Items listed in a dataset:

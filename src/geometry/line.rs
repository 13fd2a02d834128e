//! Infinite lines in standard form and finite segments.

use std::f64::consts::TAU;

use crate::errors::GeometryError;
use crate::types::{Point, pt};

use super::{distance, midpoint, point_slope};

/// Infinite line `a*x + b*y = c`.
///
/// Non-vertical lines built from a slope are normalized to `b == 1`, so `c` is the
/// y-intercept. Vertical lines are `(1, 0, x)`.
#[derive(Clone, Copy, Debug, PartialEq)]
pub struct Line {
    pub a: f64,
    pub b: f64,
    pub c: f64,
}

impl Line {
    pub fn new(a: f64, b: f64, c: f64) -> Result<Self, GeometryError> {
        if a == 0.0 && b == 0.0 {
            return Err(GeometryError::DegenerateLine);
        }
        Ok(Line { a, b, c })
    }

    pub fn from_slope_intercept(slope: f64, intercept: f64) -> Self {
        Line {
            a: -slope,
            b: 1.0,
            c: intercept,
        }
    }

    /// Line through `point` with the given slope; an infinite slope gives a vertical line
    pub fn from_point_slope(point: Point, slope: f64) -> Self {
        if slope.is_finite() {
            Line::from_slope_intercept(slope, point.y - slope * point.x)
        } else {
            Line::vertical(point.x)
        }
    }

    pub fn from_points(p1: Point, p2: Point) -> Result<Self, GeometryError> {
        if p1 == p2 {
            return Err(GeometryError::DegenerateLine);
        }
        Ok(Line::from_point_slope(p1, point_slope(p1, p2)))
    }

    pub fn horizontal(y: f64) -> Self {
        Line::from_slope_intercept(0.0, y)
    }

    pub fn vertical(x: f64) -> Self {
        Line {
            a: 1.0,
            b: 0.0,
            c: x,
        }
    }

    pub fn is_vertical(&self) -> bool {
        self.b == 0.0
    }

    /// `a*x + b*y - c`, zero on the line
    pub(crate) fn residual(&self, p: Point) -> f64 {
        self.a * p.x + self.b * p.y - self.c
    }

    pub(crate) fn norm_sq(&self) -> f64 {
        self.a * self.a + self.b * self.b
    }

    /// Slope, `+inf` for a vertical line
    pub fn slope(&self) -> f64 {
        if self.b == 0.0 {
            f64::INFINITY
        } else {
            -self.a / self.b
        }
    }

    /// y-intercept, `+inf` for a vertical line
    pub fn intercept(&self) -> f64 {
        if self.b == 0.0 {
            f64::INFINITY
        } else {
            self.c / self.b
        }
    }

    /// x-intercept, `+inf` for a horizontal line
    pub fn x_intercept(&self) -> f64 {
        if self.a == 0.0 {
            f64::INFINITY
        } else {
            self.c / self.a
        }
    }

    /// y value at `x`, NaN for a vertical line
    pub fn y_at(&self, x: f64) -> f64 {
        if self.b == 0.0 {
            f64::NAN
        } else {
            (self.c - self.a * x) / self.b
        }
    }

    /// x value at `y`, NaN for a horizontal line
    pub fn x_at(&self, y: f64) -> f64 {
        if self.a == 0.0 {
            f64::NAN
        } else {
            (self.c - self.b * y) / self.a
        }
    }

    /// Perpendicular distance from `point` to the line
    pub fn normal_distance(&self, point: Point) -> f64 {
        self.residual(point).abs() / self.norm_sq().sqrt()
    }

    /// Line perpendicular to this one passing through `point`
    pub fn normal_through(&self, point: Point) -> Line {
        Line::from_point_slope(point, normal_slope(self.slope()))
    }

    /// The two angle bisectors of this line and `other`
    pub fn bisectors(&self, other: &Line) -> (Line, Line) {
        let n1 = self.norm_sq().sqrt();
        let n2 = other.norm_sq().sqrt();
        let bisect = |sign: f64| Line {
            a: self.a / n1 + sign * other.a / n2,
            b: self.b / n1 + sign * other.b / n2,
            c: self.c / n1 + sign * other.c / n2,
        };
        (bisect(1.0), bisect(-1.0))
    }

    /// Line through the midpoint of `p1`-`p2`, perpendicular to it
    pub fn perpendicular_bisector(p1: Point, p2: Point) -> Line {
        let slope = point_slope(p1, p2);
        Line::from_point_slope(midpoint(p1, p2), normal_slope(slope))
    }

    /// Angle between this line and `other`, radians
    pub fn angle_between(&self, other: &Line) -> f64 {
        (self.slope().atan() - other.slope().atan()).abs() % TAU
    }
}

/// Slope of a perpendicular: `-1/m`, with 0 mapping to a vertical line
pub(crate) fn normal_slope(m: f64) -> f64 {
    if m == 0.0 {
        f64::INFINITY
    } else {
        -1.0 / m
    }
}

/// Finite line segment between two points
#[derive(Clone, Copy, Debug, PartialEq)]
pub struct Segment {
    pub p1: Point,
    pub p2: Point,
}

impl Segment {
    pub fn new(p1: Point, p2: Point) -> Self {
        Segment { p1, p2 }
    }

    pub fn length(&self) -> f64 {
        distance(self.p1, self.p2)
    }

    pub fn midpoint(&self) -> Point {
        midpoint(self.p1, self.p2)
    }

    pub fn slope(&self) -> f64 {
        point_slope(self.p1, self.p2)
    }

    /// The infinite line containing the segment
    pub fn line(&self) -> Result<Line, GeometryError> {
        Line::from_points(self.p1, self.p2)
    }

    /// Point at fraction `t` of the way from `p1` to `p2`
    pub fn point_at(&self, t: f64) -> Point {
        pt(
            self.p1.x + (self.p2.x - self.p1.x) * t,
            self.p1.y + (self.p2.y - self.p1.y) * t,
        )
    }
}

#[cfg(test)]
mod tests {
    use super::*;
    use crate::geometry::isclose;

    #[test]
    fn slope_intercept_roundtrip() {
        let l = Line::from_slope_intercept(2.0, -1.0);
        assert_eq!(l.slope(), 2.0);
        assert_eq!(l.intercept(), -1.0);
        assert_eq!(l.x_intercept(), 0.5);
        assert_eq!(l.y_at(3.0), 5.0);
        assert_eq!(l.x_at(5.0), 3.0);
    }

    #[test]
    fn vertical_line_degeneracies() {
        let v = Line::from_point_slope(pt(3.0, 7.0), f64::INFINITY);
        assert_eq!(v, Line::vertical(3.0));
        assert_eq!(v.slope(), f64::INFINITY);
        assert!(v.y_at(3.0).is_nan());
        assert_eq!(v.x_at(100.0), 3.0);
    }

    #[test]
    fn from_points_rejects_identical() {
        assert_eq!(
            Line::from_points(pt(1.0, 1.0), pt(1.0, 1.0)),
            Err(GeometryError::DegenerateLine)
        );
        let l = Line::from_points(pt(0.0, 1.0), pt(2.0, 5.0)).unwrap();
        assert_eq!(l.slope(), 2.0);
        assert_eq!(l.intercept(), 1.0);
    }

    #[test]
    fn normal_of_horizontal_is_vertical() {
        let n = Line::horizontal(2.0).normal_through(pt(4.0, 0.0));
        assert!(n.is_vertical());
        assert_eq!(n.c, 4.0);
    }

    #[test]
    fn normal_distance_to_diagonal() {
        let l = Line::from_slope_intercept(1.0, 0.0);
        assert!((l.normal_distance(pt(0.0, 2.0)) - 2f64.sqrt()).abs() < 1e-12);
    }

    #[test]
    fn bisectors_of_axes_are_diagonals() {
        let (b1, b2) = Line::horizontal(0.0).bisectors(&Line::vertical(0.0));
        let slopes = [b1.slope(), b2.slope()];
        assert!(slopes.iter().any(|m| (m - 1.0).abs() < 1e-12));
        assert!(slopes.iter().any(|m| (m + 1.0).abs() < 1e-12));
    }

    #[test]
    fn perpendicular_bisector_passes_midpoint() {
        let l = Line::perpendicular_bisector(pt(0.0, 0.0), pt(2.0, 2.0));
        assert_eq!(l.slope(), -1.0);
        assert!(isclose(pt(1.0, l.y_at(1.0)), pt(1.0, 1.0)));
    }

    #[test]
    fn angle_between_perpendicular() {
        let a = Line::from_slope_intercept(1.0, 0.0);
        let b = Line::from_slope_intercept(-1.0, 0.0);
        assert!((a.angle_between(&b) - std::f64::consts::FRAC_PI_2).abs() < 1e-12);
    }
}
/// Reactance arcs (both signs), resistance circles, the real axis and their labels
fn draw_smith_grid(ctx: &mut DrawContext<'_>, level: SmithGridLevel) {
    let theme = ctx.theme;
    let major = StrokeStyle::new(theme.smith_grid.color.clone(), theme.smith_grid.stroke_width);
    let minor = StrokeStyle::new(
        theme.smith_grid_minor.color.clone(),
        theme.smith_grid_minor.stroke_width,
    );
    let label_style = |halign: Halign, valign: Valign, rotate: f64| TextStyle {
        size: SMITH_LABEL_FONT_SIZE,
        ..TextStyle::new(&theme.tick_x, halign, valign).rotate(rotate)
    };
    let grid = level.grid();

    for line in grid.arcs {
        let arc = const_react_arc(line.value, line.min, line.max);
        let stroke = if line.major { &major } else { &minor };
        draw_smith_arc(ctx, &arc, stroke);
        draw_smith_arc(ctx, &arc.mirrored(), stroke);

        let Some((theta1, _)) = arc.span.filter(|_| line.major && arc.is_drawable()) else {
            continue;
        };
        let end = arc.point_at(theta1);
        let at = end + Point::from_angle(end.y.atan2(end.x)) * SMITH_LABEL_OFFSET;
        let upper = ctx.transform.apply(at);
        let lower = ctx.transform.apply(pt(at.x, -at.y));
        ctx.drawing.text(
            upper,
            &smith_label(line.value),
            &label_style(Halign::Center, Valign::Bottom, theta1 - 180.0),
        );
        ctx.drawing.text(
            lower,
            &smith_label(-line.value),
            &label_style(Halign::Center, Valign::Top, 180.0 - theta1),
        );
    }

    for line in grid.circles {
        let xmin = if line.min == 0.0 { -line.max } else { line.min };
        let arc = const_resist_circle(line.value, xmin, line.max);
        let stroke = if line.major { &major } else { &minor };
        let symmetric = xmin == -line.max;
        match arc.span {
            Some((t1, t2)) if t1 != t2 && !symmetric => {
                draw_smith_arc(ctx, &arc, stroke);
                draw_smith_arc(ctx, &arc.mirrored(), stroke);
            }
            Some((t1, t2)) if t1 != t2 => {
                draw_smith_arc(ctx, &arc, stroke);
            }
            _ => {
                let full = SmithArc { span: None, ..arc };
                draw_smith_arc(ctx, &full, stroke);
            }
        }
        if line.major {
            let at = pt(
                arc.center.x - arc.radius - SMITH_LABEL_OFFSET,
                arc.center.y + SMITH_LABEL_OFFSET,
            );
            let at = ctx.transform.apply(at);
            ctx.drawing.text(
                at,
                &smith_label(line.value),
                &label_style(Halign::Left, Valign::Bottom, 90.0),
            );
        }
    }

    let axis = [ctx.transform.apply(pt(-1.0, 0.0)), ctx.transform.apply(pt(1.0, 0.0))];
    ctx.drawing.path(&axis, &major, &no_markers());
    let zero = ctx.transform.apply(pt(-1.0 - SMITH_LABEL_OFFSET, 0.0));
    ctx.drawing
        .text(zero, "0", &label_style(Halign::Center, Valign::Bottom, 90.0));
}
//! Tick placement for linear, logarithmic and polar axes.
//!
//! [`make_ticks`] picks a "nice" step for a data span. [`make_axis_ticks`] wraps it with
//! the per-axis configuration a diagram carries (manual values, labels, minor divisions,
//! padding) and produces the [`AxisTicks`] the layout and render passes consume.

use crate::format::NumberFormat;
use crate::log::debug;
use crate::numeric::{approx_eq, linspace, zrange};

/// Default upper bound on major ticks per axis
pub const DEFAULT_MAX_TICKS: usize = 9;

/// Major ticks on a polar radius axis
pub const POLAR_RADIUS_TICKS: usize = 6;

/// Fraction of a tick step added beyond the outer ticks
pub const DEFAULT_PAD: f64 = 0.2;

const STEP_INCREMENTS: [f64; 4] = [1.0, 2.0, 2.5, 5.0];

const POLAR_THETA: [f64; 8] = [0.0, 45.0, 90.0, 135.0, 180.0, 225.0, 270.0, 315.0];

const POLAR_RADIAN_LABELS: [&str; 8] = ["0", "π/4", "π/2", "3π/4", "π", "5π/4", "3π/2", "7π/4"];

/// Ticks of a single axis
#[derive(Clone, Debug, PartialEq)]
pub struct AxisTicks {
    pub positions: Vec<f64>,
    pub labels: Vec<String>,
    pub minor: Option<Vec<f64>>,
    /// Data range the axis spans, after tick snapping and padding
    pub range: (f64, f64),
}

/// Tick sets for both axes of a diagram
#[derive(Clone, Debug, PartialEq)]
pub struct Ticks {
    pub x: AxisTicks,
    pub y: AxisTicks,
}

/// User-supplied tick positions
#[derive(Clone, Debug, PartialEq, Default)]
pub struct ManualTicks {
    pub values: Vec<f64>,
    pub names: Option<Vec<String>>,
    pub minor: Option<Vec<f64>>,
}

/// Per-axis tick configuration
#[derive(Clone, Debug, PartialEq)]
pub struct TickConfig {
    pub manual: Option<ManualTicks>,
    /// Minor divisions between consecutive major ticks; 0 disables minor ticks
    pub minor_divisions: usize,
    pub max_ticks: usize,
    pub format: NumberFormat,
    /// Padding in fractions of a tick step, `None` to end the axis at the outer ticks
    pub pad: Option<f64>,
}

impl Default for TickConfig {
    fn default() -> Self {
        TickConfig {
            manual: None,
            minor_divisions: 0,
            max_ticks: DEFAULT_MAX_TICKS,
            format: NumberFormat::default(),
            pad: Some(DEFAULT_PAD),
        }
    }
}

/// Nicely spaced tick positions covering `[vmin, vmax]` with at most `max_ticks` values.
///
/// Steps are tried from `{1, 2, 2.5, 5} x 10^(N-1)` where `N` is the rounded order of
/// magnitude of the span. If none fits, `max_ticks` evenly spaced values are returned.
pub fn make_ticks(vmin: f64, vmax: f64, max_ticks: usize, format: &NumberFormat) -> Vec<f64> {
    let (vmin, vmax) = if vmin <= vmax { (vmin, vmax) } else { (vmax, vmin) };
    let raw_span = vmax - vmin;
    if !raw_span.is_finite() || raw_span == 0.0 {
        return zrange(-1.0, 1.0, 0.5);
    }
    let lo = format.round_trip(vmin);
    let hi = format.round_trip(vmax);

    // Bounds closer than the display precision collapse when rounded
    let span = if hi > lo { hi - lo } else { raw_span };
    let n = span.log10().round() as i32;

    // Snap from whichever of the raw and displayed bounds is further out
    let lo = lo.min(vmin);
    let hi = hi.max(vmax);
    for inc in STEP_INCREMENTS {
        let step = inc * 10f64.powi(n - 1);
        let start = (lo / step).floor() * step;
        let stop = (hi / step).ceil() * step;
        let ticks = zrange(start, stop, step);
        if ticks.len() <= max_ticks {
            debug!(vmin, vmax, step, count = ticks.len(), "selected tick step");
            return ticks;
        }
    }
    debug!(vmin, vmax, max_ticks, "no nice tick step, spacing evenly");
    linspace(vmin, vmax, max_ticks.max(2))
}

/// Ticks for one axis whose data spans `range`
pub fn make_axis_ticks(range: (f64, f64), config: &TickConfig) -> AxisTicks {
    let (mut lo, mut hi) = range;
    let manual = config.manual.as_ref().filter(|m| !m.values.is_empty());

    let positions = match manual {
        Some(m) => {
            lo = m.values.iter().copied().fold(lo, f64::min);
            hi = m.values.iter().copied().fold(hi, f64::max);
            m.values.clone()
        }
        None => {
            let ticks = make_ticks(lo, hi, config.max_ticks, &config.format);
            lo = ticks[0];
            hi = ticks[ticks.len() - 1];
            ticks
        }
    };

    let labels = match manual.and_then(|m| m.names.clone()) {
        Some(names) => names,
        None => positions.iter().map(|&v| config.format.format(v)).collect(),
    };

    let minor = match manual.and_then(|m| m.minor.clone()) {
        Some(minor) => Some(minor),
        None if config.minor_divisions > 0 && positions.len() > 1 => {
            let step = (positions[1] - positions[0]) / config.minor_divisions as f64;
            Some(zrange(positions[0], positions[positions.len() - 1], step))
        }
        None => None,
    };

    let range = match config.pad {
        Some(pad) => {
            let delta = if positions.len() > 1 {
                positions[1] - positions[0]
            } else {
                pad * (hi - lo)
            };
            (lo - delta * pad, hi + delta * pad)
        }
        None => (lo, hi),
    };

    AxisTicks {
        positions,
        labels,
        minor,
        range,
    }
}

/// Decade ticks for an axis whose data has already been mapped through `log10`.
///
/// `ticks` are linear ticks over the log-space range. The result spans whole decades,
/// labels each with its value `10^v`, and places minor ticks at `k * 10^v` within each
/// decade: `2, 4, 6, 8` for 5 divisions, `5` for 2, and `1..9` otherwise. A divisions
/// value of 0 disables minor ticks.
pub fn log_ticks(ticks: &[f64], divisions: usize) -> AxisTicks {
    let (first, last) = match (ticks.first(), ticks.last()) {
        (Some(&f), Some(&l)) => (f.floor() as i32, l.ceil() as i32),
        _ => (0, 1),
    };
    let values: Vec<f64> = (first..=last.max(first)).map(f64::from).collect();
    let g = NumberFormat::default();
    let labels = values.iter().map(|&v| g.format(10f64.powf(v))).collect();

    let minor = (divisions > 0).then(|| {
        let multiples: &[f64] = match divisions {
            5 => &[2.0, 4.0, 6.0, 8.0],
            2 => &[5.0],
            _ => &[1.0, 2.0, 3.0, 4.0, 5.0, 6.0, 7.0, 8.0, 9.0],
        };
        values
            .iter()
            .skip(1)
            .flat_map(|&major| {
                multiples
                    .iter()
                    .map(move |k| (k * 10f64.powf(major) / 10.0).log10())
            })
            .collect()
    });

    let range = (values[0], values[values.len() - 1]);
    AxisTicks {
        positions: values,
        labels,
        minor,
        range,
    }
}

/// Minor ticks that do not coincide with a major tick
pub fn minor_ticks(major: &[f64], minor: &[f64]) -> Vec<f64> {
    minor
        .iter()
        .copied()
        .filter(|&m| !major.iter().any(|&t| approx_eq(m, t)))
        .collect()
}

/// Theta ticks of a polar diagram, every 45 degrees
pub fn polar_theta_ticks(degrees: bool) -> AxisTicks {
    let labels = if degrees {
        POLAR_THETA.iter().map(|t| format!("{t}°")).collect()
    } else {
        POLAR_RADIAN_LABELS.iter().map(|s| s.to_string()).collect()
    };
    AxisTicks {
        positions: POLAR_THETA.to_vec(),
        labels,
        minor: None,
        range: (0.0, 360.0),
    }
}

/// Radius ticks of a polar diagram: always start at zero, no padding
pub fn polar_radius_ticks(rmax: f64, config: &TickConfig) -> AxisTicks {
    let config = TickConfig {
        max_ticks: POLAR_RADIUS_TICKS,
        minor_divisions: 0,
        pad: None,
        ..config.clone()
    };
    let mut ticks = make_axis_ticks((0.0, rmax), &config);
    ticks.range.0 = 0.0;
    ticks
}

Your task:
Wherever a line in the data above contains the word "zero", copy that line.

Result:
    /// `a*x + b*y - c`, zero on the line
    let zero = ctx.transform.apply(pt(-1.0 - SMITH_LABEL_OFFSET, 0.0));
        .text(zero, "0", &label_style(Halign::Center, Valign::Bottom, 90.0));
/// Radius ticks of a polar diagram: always start at zero, no padding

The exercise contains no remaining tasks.